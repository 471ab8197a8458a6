//! CSV file reader.
//!
//! Decodes a file's bytes into [`RowSample`]s keyed by the header row. Rows
//! shorter than the header yield `null` for the missing columns; cells beyond
//! the header width are collected under `_sdc_extra`.

use bytes::Bytes;
use serde_json::Value;
use snafu::prelude::*;
use std::borrow::Cow;
use std::collections::HashSet;
use std::time::Instant;
use tracing::debug;

use crate::config::TableSpec;
use crate::error::{CsvDecodeSnafu, MissingHeadersSnafu, ReaderError};
use crate::types::{RowSample, SDC_EXTRA_COLUMN};

/// Configuration for the CSV reader.
#[derive(Debug, Clone)]
pub struct CsvReaderConfig {
    /// Field delimiter.
    pub delimiter: u8,
    /// Columns every file of the table must have.
    pub key_properties: Vec<String>,
    /// Override columns every file of the table must have.
    pub date_overrides: Vec<String>,
}

impl CsvReaderConfig {
    /// Reader configuration for a table.
    pub fn for_table(table: &TableSpec) -> Self {
        let mut date_overrides: Vec<String> = table.date_overrides.iter().cloned().collect();
        date_overrides.sort();
        Self {
            delimiter: table.delimiter_byte(),
            key_properties: table.key_properties.clone(),
            date_overrides,
        }
    }
}

/// Result of reading a file.
#[derive(Debug, Default)]
pub struct ReadResult {
    /// Header row of the file.
    pub headers: Vec<String>,
    /// Data rows, in file order.
    pub rows: Vec<RowSample>,
}

/// A reader for delimited text files.
pub struct CsvReader {
    config: CsvReaderConfig,
}

impl CsvReader {
    pub fn new(config: CsvReaderConfig) -> Self {
        Self { config }
    }

    pub fn for_table(table: &TableSpec) -> Self {
        Self::new(CsvReaderConfig::for_table(table))
    }

    /// Decode a whole file.
    ///
    /// NUL bytes are stripped before decoding. Fails when a required key
    /// property or date override column is missing from the header.
    pub fn read(&self, content: Bytes, path: &str) -> Result<ReadResult, ReaderError> {
        let start = Instant::now();
        let content: Cow<[u8]> = if content.contains(&0) {
            Cow::Owned(content.iter().copied().filter(|&b| b != 0).collect())
        } else {
            Cow::Borrowed(content.as_ref())
        };

        let mut reader = csv::ReaderBuilder::new()
            .delimiter(self.config.delimiter)
            .has_headers(true)
            .flexible(true)
            .from_reader(content.as_ref());

        let headers: Vec<String> = reader
            .headers()
            .context(CsvDecodeSnafu { path })?
            .iter()
            .map(str::to_string)
            .collect();
        self.check_headers(&headers, path)?;

        let mut rows = Vec::new();
        for record in reader.records() {
            let record = record.context(CsvDecodeSnafu { path })?;
            rows.push(to_sample(&headers, &record));
        }

        debug!(
            "Read {} rows from {} in {}ms",
            rows.len(),
            path,
            start.elapsed().as_millis()
        );

        Ok(ReadResult { headers, rows })
    }

    fn check_headers(&self, headers: &[String], path: &str) -> Result<(), ReaderError> {
        let present: HashSet<&str> = headers.iter().map(String::as_str).collect();
        let missing = |required: &[String]| -> Vec<String> {
            required
                .iter()
                .filter(|column| !present.contains(column.as_str()))
                .cloned()
                .collect()
        };

        let missing_keys = missing(&self.config.key_properties);
        ensure!(
            missing_keys.is_empty(),
            MissingHeadersSnafu {
                path,
                kind: "key_properties",
                missing: missing_keys,
            }
        );

        let missing_dates = missing(&self.config.date_overrides);
        ensure!(
            missing_dates.is_empty(),
            MissingHeadersSnafu {
                path,
                kind: "date_overrides",
                missing: missing_dates,
            }
        );
        Ok(())
    }
}

fn to_sample(headers: &[String], record: &csv::StringRecord) -> RowSample {
    let mut sample: RowSample = headers
        .iter()
        .enumerate()
        .map(|(i, header)| {
            let value = record
                .get(i)
                .map(|cell| Value::String(cell.to_string()))
                .unwrap_or(Value::Null);
            (header.clone(), value)
        })
        .collect();

    if record.len() > headers.len() {
        let extra = record
            .iter()
            .skip(headers.len())
            .map(|cell| Value::String(cell.to_string()))
            .collect();
        sample.insert(SDC_EXTRA_COLUMN.to_string(), Value::Array(extra));
    }
    sample
}

/// Every `sample_rate`-th row starting with the first, at most `max_records`.
pub fn sample_rows(rows: Vec<RowSample>, sample_rate: usize, max_records: usize) -> Vec<RowSample> {
    rows.into_iter()
        .step_by(sample_rate.max(1))
        .take(max_records)
        .collect()
}

#[cfg(test)]
mod tests {
    use super::*;

    fn reader() -> CsvReader {
        CsvReader::for_table(&TableSpec::new("orders", "orders"))
    }

    #[test]
    fn test_read_rows_keyed_by_header() {
        let result = reader()
            .read(Bytes::from_static(b"id,name\n1,ann\n2,bob\n"), "a.csv")
            .unwrap();

        assert_eq!(result.headers, vec!["id", "name"]);
        assert_eq!(result.rows.len(), 2);
        assert_eq!(result.rows[1]["name"], Value::String("bob".to_string()));
    }

    #[test]
    fn test_short_and_long_rows() {
        let result = reader()
            .read(Bytes::from_static(b"id,name\n1\n2,bob,x,y\n"), "a.csv")
            .unwrap();

        assert_eq!(result.rows[0]["name"], Value::Null);
        assert!(!result.rows[0].contains_key(SDC_EXTRA_COLUMN));
        assert_eq!(
            result.rows[1][SDC_EXTRA_COLUMN],
            serde_json::json!(["x", "y"])
        );
    }

    #[test]
    fn test_nul_bytes_stripped_and_delimiter() {
        let mut table = TableSpec::new("orders", "orders");
        table.delimiter = ';';
        let result = CsvReader::for_table(&table)
            .read(Bytes::from_static(b"id;na\0me\n1;a\0nn\n"), "a.csv")
            .unwrap();

        assert_eq!(result.headers, vec!["id", "name"]);
        assert_eq!(result.rows[0]["name"], Value::String("ann".to_string()));
    }

    #[test]
    fn test_missing_required_headers() {
        let mut table = TableSpec::new("orders", "orders");
        table.key_properties = vec!["id".to_string()];
        table.date_overrides.insert("created_at".to_string());
        let reader = CsvReader::for_table(&table);

        let err = reader
            .read(Bytes::from_static(b"name\nann\n"), "a.csv")
            .unwrap_err();
        assert!(matches!(
            err,
            ReaderError::MissingHeaders { kind: "key_properties", ref missing, .. } if missing == &["id"]
        ));

        let err = reader
            .read(Bytes::from_static(b"id,name\n1,ann\n"), "a.csv")
            .unwrap_err();
        assert!(matches!(
            err,
            ReaderError::MissingHeaders { kind: "date_overrides", .. }
        ));
    }

    #[test]
    fn test_invalid_utf8_is_a_decode_error() {
        let err = reader()
            .read(Bytes::from_static(b"id\n\xff\xfe\n"), "a.csv")
            .unwrap_err();
        assert!(matches!(err, ReaderError::CsvDecode { .. }));
    }

    #[test]
    fn test_sample_rows() {
        let rows: Vec<RowSample> = (0..12)
            .map(|i| RowSample::from([("n".to_string(), Value::from(i))]))
            .collect();

        let sampled = sample_rows(rows.clone(), 5, 1000);
        let picked: Vec<&Value> = sampled.iter().map(|r| &r["n"]).collect();
        assert_eq!(picked, vec![&Value::from(0), &Value::from(5), &Value::from(10)]);

        assert_eq!(sample_rows(rows.clone(), 1, 4).len(), 4);
        assert_eq!(sample_rows(rows, 2, 1000).len(), 6);
    }
}
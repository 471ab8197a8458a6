//! tap-s3-csv: a Singer tap for CSV files in S3.
//!
//! Protocol messages are written to stdout; logs go to stderr.

use clap::Parser;
use std::path::PathBuf;
use std::sync::Arc;
use tracing::{info, warn};
use tracing_subscriber::EnvFilter;

use tap_s3_csv::error::TapError;
use tap_s3_csv::{
    Catalog, Config, FileExtractor, JsonLinesWriter, RunState, StorageProvider, do_discover,
    sync_run, synchronize,
};

/// Extract CSV files from S3 as a Singer tap.
#[derive(Parser, Debug)]
#[command(name = "tap-s3-csv")]
#[command(author, version, about, long_about = None)]
struct Args {
    /// Path to the configuration file.
    #[arg(short, long)]
    config: PathBuf,

    /// Run discovery and write the catalog.
    #[arg(short, long)]
    discover: bool,

    /// Catalog selecting the streams to sync.
    #[arg(short, long, visible_alias = "catalog")]
    properties: Option<PathBuf>,

    /// State file to resume from.
    #[arg(short, long)]
    state: Option<PathBuf>,

    /// Log level (trace, debug, info, warn, error).
    #[arg(long, default_value = "info")]
    log_level: String,
}

#[snafu::report]
#[tokio::main]
async fn main() -> Result<(), TapError> {
    let args = Args::parse();

    // Initialize logging
    let filter =
        EnvFilter::try_from_default_env().unwrap_or_else(|_| EnvFilter::new(&args.log_level));

    tracing_subscriber::fmt()
        .with_env_filter(filter)
        .with_target(false)
        .with_writer(std::io::stderr)
        .init();

    let config = Config::from_file(&args.config)?;
    let storage = Arc::new(StorageProvider::for_config(&config)?);

    match storage.probe().await {
        Ok(_) => info!("Bucket access verified: {}", storage.canonical_url()),
        Err(e) => warn!(
            "Unable to list bucket {}; continuing, sync may fail: {e}",
            storage.canonical_url()
        ),
    }

    if args.discover {
        do_discover(&config, &storage).await?;
        return Ok(());
    }

    let state = args.state.as_ref().map(RunState::load).transpose()?;

    let extractor = FileExtractor::new(storage.clone());
    let mut writer = JsonLinesWriter::stdout();

    let summary = match &args.properties {
        Some(path) => {
            let catalog = Catalog::load(path)?;
            let mut state = state.unwrap_or_default();
            synchronize(&config, &catalog, &mut state, &extractor, &mut writer).await?
        }
        None => {
            sync_run(&config, &storage, None, state, &extractor, &mut writer)
                .await?
                .0
        }
    };

    info!(
        "Synced {} rows across {} streams",
        summary.total_rows(),
        summary.rows.len()
    );
    Ok(())
}
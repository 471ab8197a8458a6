//! Protocol message emission.
//!
//! Messages are written one JSON object per line. The ordering contract is
//! STATE, then SCHEMA, then RECORDs for each synced stream, with a STATE after
//! every completed file.

use chrono::{DateTime, Utc};
use serde::{Deserialize, Serialize};
use serde_json::{Map, Value};
use snafu::prelude::*;
use std::io::Write;

use crate::error::{OutputSnafu, ProtocolError, SerializeSnafu};
use crate::state::RunState;

/// A protocol message.
#[derive(Debug, Clone, PartialEq, Serialize, Deserialize)]
#[serde(tag = "type", rename_all = "SCREAMING_SNAKE_CASE")]
pub enum Message {
    Schema {
        stream: String,
        schema: Value,
        key_properties: Vec<String>,
    },
    Record {
        stream: String,
        record: Map<String, Value>,
        time_extracted: DateTime<Utc>,
    },
    State {
        value: RunState,
    },
}

impl Message {
    fn kind(&self) -> &'static str {
        match self {
            Message::Schema { .. } => "SCHEMA",
            Message::Record { .. } => "RECORD",
            Message::State { .. } => "STATE",
        }
    }
}

/// Sink for protocol messages.
pub trait MessageWriter: Send {
    fn write_message(&mut self, message: &Message) -> Result<(), ProtocolError>;

    fn write_state(&mut self, state: &RunState) -> Result<(), ProtocolError> {
        self.write_message(&Message::State {
            value: state.clone(),
        })
    }

    fn write_schema(
        &mut self,
        stream: &str,
        schema: &Value,
        key_properties: &[String],
    ) -> Result<(), ProtocolError> {
        self.write_message(&Message::Schema {
            stream: stream.to_string(),
            schema: schema.clone(),
            key_properties: key_properties.to_vec(),
        })
    }

    fn write_record(
        &mut self,
        stream: &str,
        record: Map<String, Value>,
        time_extracted: DateTime<Utc>,
    ) -> Result<(), ProtocolError> {
        self.write_message(&Message::Record {
            stream: stream.to_string(),
            record,
            time_extracted,
        })
    }
}

/// Writes messages as JSON lines, flushing after every STATE.
pub struct JsonLinesWriter<W> {
    inner: W,
}

impl<W: Write + Send> JsonLinesWriter<W> {
    pub fn new(inner: W) -> Self {
        Self { inner }
    }

    pub fn get_ref(&self) -> &W {
        &self.inner
    }

    pub fn into_inner(self) -> W {
        self.inner
    }
}

impl JsonLinesWriter<std::io::Stdout> {
    pub fn stdout() -> Self {
        Self::new(std::io::stdout())
    }
}

impl<W: Write + Send> MessageWriter for JsonLinesWriter<W> {
    fn write_message(&mut self, message: &Message) -> Result<(), ProtocolError> {
        let mut line = serde_json::to_vec(message).context(SerializeSnafu {
            kind: message.kind(),
        })?;
        line.push(b'\n');
        self.inner.write_all(&line).context(OutputSnafu)?;

        if matches!(message, Message::State { .. }) {
            self.inner.flush().context(OutputSnafu)?;
        }
        Ok(())
    }
}
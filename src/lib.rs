//! tap-s3-csv: extract CSV files from object storage as a Singer tap.
//!
//! Discovery samples the CSV files of each configured table, infers a schema
//! per table and writes a catalog. Sync reads the catalog back and emits
//! SCHEMA, RECORD and STATE messages for every selected stream, resuming from
//! per-stream bookmarks.
//!
//! # Example
//!
//! ```ignore
//! use std::sync::Arc;
//! use tap_s3_csv::{Config, FileExtractor, JsonLinesWriter, StorageProvider, sync_run};
//!
//! #[tokio::main]
//! async fn main() -> Result<(), Box<dyn std::error::Error>> {
//!     let config = Config::from_file("config.json")?;
//!     let storage = Arc::new(StorageProvider::for_config(&config)?);
//!     let extractor = FileExtractor::new(storage.clone());
//!     let mut writer = JsonLinesWriter::stdout();
//!     let (summary, _state) =
//!         sync_run(&config, &storage, None, None, &extractor, &mut writer).await?;
//!     eprintln!("Synced {} rows", summary.total_rows());
//!     Ok(())
//! }
//! ```

pub mod catalog;
pub mod config;
pub mod discover;
pub mod error;
pub mod metrics;
pub mod protocol;
pub mod schema;
pub mod source;
pub mod state;
pub mod storage;
pub mod sync;
pub mod types;

// Re-export main types
pub use catalog::{Catalog, StreamDefinition};
pub use config::{Config, TableSpec};
pub use discover::{discover_streams, do_discover};
pub use protocol::{JsonLinesWriter, Message, MessageWriter};
pub use schema::{SchemaFragment, infer_schema};
pub use state::RunState;
pub use storage::{StorageProvider, StorageProviderRef};
pub use sync::{FileExtractor, StreamExtractor, SyncSummary, sync_run, synchronize};
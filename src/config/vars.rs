//! Environment variable interpolation for tap config files.
//!
//! Supports the following syntax:
//! - `$VAR` or `${VAR}` - substitute with env var value, error if missing
//! - `${VAR:-default}` - use default if VAR is unset OR empty
//! - `${VAR-default}` - use default only if VAR is unset (empty is OK)
//! - `$$` - escape sequence for literal `$`
//!
//! A `$` that does not start one of the forms above (for example the anchor
//! at the end of a `search_pattern` like `\.csv$`) is left untouched.

use regex::{Captures, Regex};
use std::env;
use std::sync::LazyLock;

static ENV_VAR_PATTERN: LazyLock<Regex> = LazyLock::new(|| {
    Regex::new(
        r"(?x)
        \$\$                           # escaped dollar
        |
        \$\{
            ([A-Za-z_][A-Za-z0-9_]*)   # 1: braced name
            (?:(:?-)([^}]*))?          # 2: default operator, 3: default value
        \}
        |
        \$([A-Za-z_][A-Za-z0-9_]*)     # 4: bare name
        ",
    )
    .expect("Invalid regex pattern")
});

/// Result of environment variable interpolation.
#[derive(Debug)]
pub struct InterpolationResult {
    /// The interpolated text.
    pub text: String,
    /// Every problem found, so all missing variables are reported at once.
    pub errors: Vec<String>,
}

impl InterpolationResult {
    /// Returns true if there were no errors.
    pub fn is_ok(&self) -> bool {
        self.errors.is_empty()
    }
}

/// How a `${VAR...}` reference falls back when the variable is missing.
#[derive(Debug, Clone, Copy)]
enum Fallback<'a> {
    /// No default given.
    Required,
    /// `${VAR-default}`: only when unset.
    Unset(&'a str),
    /// `${VAR:-default}`: when unset or empty.
    UnsetOrEmpty(&'a str),
}

fn fallback<'a>(caps: &Captures<'a>) -> Fallback<'a> {
    let default = caps.get(3).map(|m| m.as_str()).unwrap_or("");
    match caps.get(2).map(|m| m.as_str()) {
        Some(":-") => Fallback::UnsetOrEmpty(default),
        Some(_) => Fallback::Unset(default),
        None => Fallback::Required,
    }
}

fn resolve(name: &str, fallback: Fallback<'_>) -> Result<String, String> {
    match (env::var(name), fallback) {
        (Ok(value), _) if value.contains('\n') || value.contains('\r') => Err(format!(
            "environment variable '{name}' contains newlines, which is not allowed"
        )),
        (Ok(value), Fallback::UnsetOrEmpty(default)) if value.is_empty() => {
            Ok(default.to_string())
        }
        (Ok(value), _) => Ok(value),
        (Err(_), Fallback::Unset(default) | Fallback::UnsetOrEmpty(default)) => {
            Ok(default.to_string())
        }
        (Err(_), Fallback::Required) => Err(format!("environment variable '{name}' is not set")),
    }
}

/// Interpolate environment variables in the given text.
pub fn interpolate(input: &str) -> InterpolationResult {
    let mut errors = Vec::new();

    let text = ENV_VAR_PATTERN
        .replace_all(input, |caps: &Captures| {
            let whole = &caps[0];
            if whole == "$$" {
                return "$".to_string();
            }

            let (name, fallback) = match (caps.get(1), caps.get(4)) {
                (Some(braced), _) => (braced.as_str(), fallback(caps)),
                (None, Some(bare)) => (bare.as_str(), Fallback::Required),
                (None, None) => return whole.to_string(),
            };

            resolve(name, fallback).unwrap_or_else(|message| {
                errors.push(message);
                whole.to_string()
            })
        })
        .into_owned();

    InterpolationResult { text, errors }
}

#[cfg(test)]
mod tests {
    use super::*;

    fn with_env_vars<F, R>(vars: &[(&str, Option<&str>)], f: F) -> R
    where
        F: FnOnce() -> R,
    {
        let originals: Vec<_> = vars.iter().map(|(k, _)| (*k, env::var(k).ok())).collect();

        // SAFETY: every test uses its own variable names and restores them afterwards
        for (key, value) in vars {
            match value {
                Some(v) => unsafe { env::set_var(key, v) },
                None => unsafe { env::remove_var(key) },
            }
        }

        let result = f();

        // SAFETY: restoring the state captured above
        for (key, original) in originals {
            match original {
                Some(v) => unsafe { env::set_var(key, v) },
                None => unsafe { env::remove_var(key) },
            }
        }

        result
    }

    #[test]
    fn test_bare_and_braced_substitution() {
        with_env_vars(&[("TAP_TEST_BUCKET", Some("raw-data"))], || {
            let result = interpolate(r#"{"a": "$TAP_TEST_BUCKET", "b": "${TAP_TEST_BUCKET}"}"#);
            assert!(result.is_ok());
            assert_eq!(result.text, r#"{"a": "raw-data", "b": "raw-data"}"#);
        });
    }

    #[test]
    fn test_missing_variables_are_all_reported() {
        with_env_vars(
            &[("TAP_TEST_MISS1", None), ("TAP_TEST_MISS2", None)],
            || {
                let result = interpolate("a: $TAP_TEST_MISS1, b: ${TAP_TEST_MISS2}");
                assert!(!result.is_ok());
                assert_eq!(result.errors.len(), 2);
                assert!(result.errors[0].contains("TAP_TEST_MISS1"));
                assert!(result.errors[1].contains("not set"));
            },
        );
    }

    #[test]
    fn test_defaults() {
        with_env_vars(
            &[("TAP_TEST_UNSET", None), ("TAP_TEST_EMPTY", Some(""))],
            || {
                assert_eq!(interpolate("${TAP_TEST_UNSET:-x}").text, "x");
                assert_eq!(interpolate("${TAP_TEST_UNSET-x}").text, "x");
                assert_eq!(interpolate("${TAP_TEST_EMPTY:-x}").text, "x");
                assert_eq!(interpolate("${TAP_TEST_EMPTY-x}").text, "");
            },
        );
    }

    #[test]
    fn test_set_variable_wins_over_default() {
        with_env_vars(&[("TAP_TEST_SET", Some("actual"))], || {
            let result = interpolate("${TAP_TEST_SET:-default}");
            assert_eq!(result.text, "actual");
        });
    }

    #[test]
    fn test_escape_sequence() {
        let result = interpolate("price: $$100");
        assert!(result.is_ok());
        assert_eq!(result.text, "price: $100");
    }

    #[test]
    fn test_regex_anchor_left_alone() {
        let input = r#"{"search_pattern": "orders/.*\\.csv$"}"#;
        let result = interpolate(input);
        assert!(result.is_ok());
        assert_eq!(result.text, input);
    }

    #[test]
    fn test_newline_injection_blocked() {
        with_env_vars(&[("TAP_TEST_INJECT", Some("line1\nline2"))], || {
            let result = interpolate("value: $TAP_TEST_INJECT");
            assert!(!result.is_ok());
            assert!(result.errors[0].contains("newlines"));
        });
    }
}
┄┄┄┄┄┄
_What to work on_. Which of the lines above include the word "input"? List those lines.

_Exercise answer_.
pub fn interpolate(input: &str) -> InterpolationResult {
        .replace_all(input, |caps: &Captures| {
        let input = r#"{"search_pattern": "orders/.*\\.csv$"}"#;
        let result = interpolate(input);
        assert_eq!(result.text, input);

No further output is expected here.